When Sirleaf leaves office in January, Gurib-Fakim will be the only remaining female head of state on the continent.
"I am an endangered species," she joked to VOA on Sunday in Washington.
Gurib-Fakim has been president of the island nation of 1.2 million, situated east of Madagascar, since being elected by the National Assembly in 2015. She said the need for more female leadership goes beyond just numbers. It's a matter of capitalizing on the talent of the entire population instead of just half of it.
"You cannot win a football match, for example, if you leave 52 percent of the team on the bench," she said. "So, if we want to make a dent in many spheres, we need to take on board women's intuition. We need to take on board women's capacity, and we need to bring the women on board because we're bringing a different dimension to the thought process."
'Women feed Africa'
Gurib-Fakim is a biodiversity scientist with a doctorate in organic chemistry. She chairs the leadership group of the Coalition for African Research and Innovation (CARI) and visited Washington this week to meet with the Gates Foundation about CARI's work.
The idea of CARI, she said, is to build up funding and infrastructure for African scientists "who are working in key areas of health, sustainable development, energy, water — you know, all the issues which will help the African continent to be successful on their sustainable development goals."
She recognizes that climate change and food insecurity are urgent problems in Africa, which is struggling with increasingly frequent droughts and other weather-related disasters.
"What we are witnessing is the disruption of climate change, so [food security] will be impacted," she said. "It is also a given that if you improve by 1 or 2 percent in agricultural productivity, you will remove 40 million to 50 million people out of absolute poverty, so we need to relook at this sector."

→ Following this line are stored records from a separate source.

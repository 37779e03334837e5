pub mod action;
pub mod api;
pub mod cache;
pub mod config;
pub mod error;
pub mod feedback;
pub mod poller;
pub mod resolver;
pub mod sync;
pub mod youtube;

pub use action::{
    handle_action, list_actions, ActionDefinition, ActionEvent, ActionHandler, ActionKind,
    BroadcastTarget,
};
pub use api::{
    BroadcastApi, BroadcastStatus, CredentialsProvider, EnvToken, StaticToken, StatusReport,
};
pub use cache::{
    Broadcast, BroadcastCache, BroadcastId, BroadcastLifecycle, StateMemory, Stream, StreamHealth,
};
pub use config::CompanionConfig;
pub use error::{ActionError, ApiError, ConfigError, PollError};
pub use feedback::{evaluate, FeedbackKind, FeedbackStyle};
pub use poller::{spawn_feedback_poller, PollerHandle};
pub use resolver::{filter_broadcasts, resolve_current, TieBreak};
pub use sync::SyncEngine;
pub use youtube::YouTubeApi;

Technology will drive some of this adaptation. Gurib-Fakim pointed out that mobile phones are allowing herders to track weather patterns and markets for their livestock.
And many of Africa's herders and farmers are women, she noted.
"We must not be coy about it," she said. "Women feed Africa."
Before leading Mauritius, Gurib-Fakim ran a successful company, Centre International de Développement Pharmaceutique, that researches plants and their applications in the fields of cosmetics, nutrition and therapy.
She said she's translated that business experience into a blueprint for success in politics.
"When I was in my company, when I was recruiting people, I was recruiting the best," she said. By hiring the best people, a company thrives, and that same focus on merit in the public sphere can help countries move their societies forward, according to Gurib-Fakim.
"You don't need to have a special name. You don't need to have a special faith to have an ideal. So, this is what we have to nurture," Gurib-Fakim said.
Mauritius already has one of the strongest economies in Africa, based on exports of sugar and textiles and a banking sector that draws in many foreign businesses that are attracted to the island's stable politics. Earlier this year, Bloomberg News trumpeted the sector's success, saying, "Mauritian banks are becoming beacons of growth and stability in sub-Saharan Africa."
Less than 10 percent of the population lives in poverty, and for years headlines have spoken of the "Mauritius miracle."
Gurib-Fakim rejected any notion of a divine economic phenomenon, however.
"There was really no 'Mauritius miracle.' It's been a mix of hard work, institution and also safety nets for the people," she said.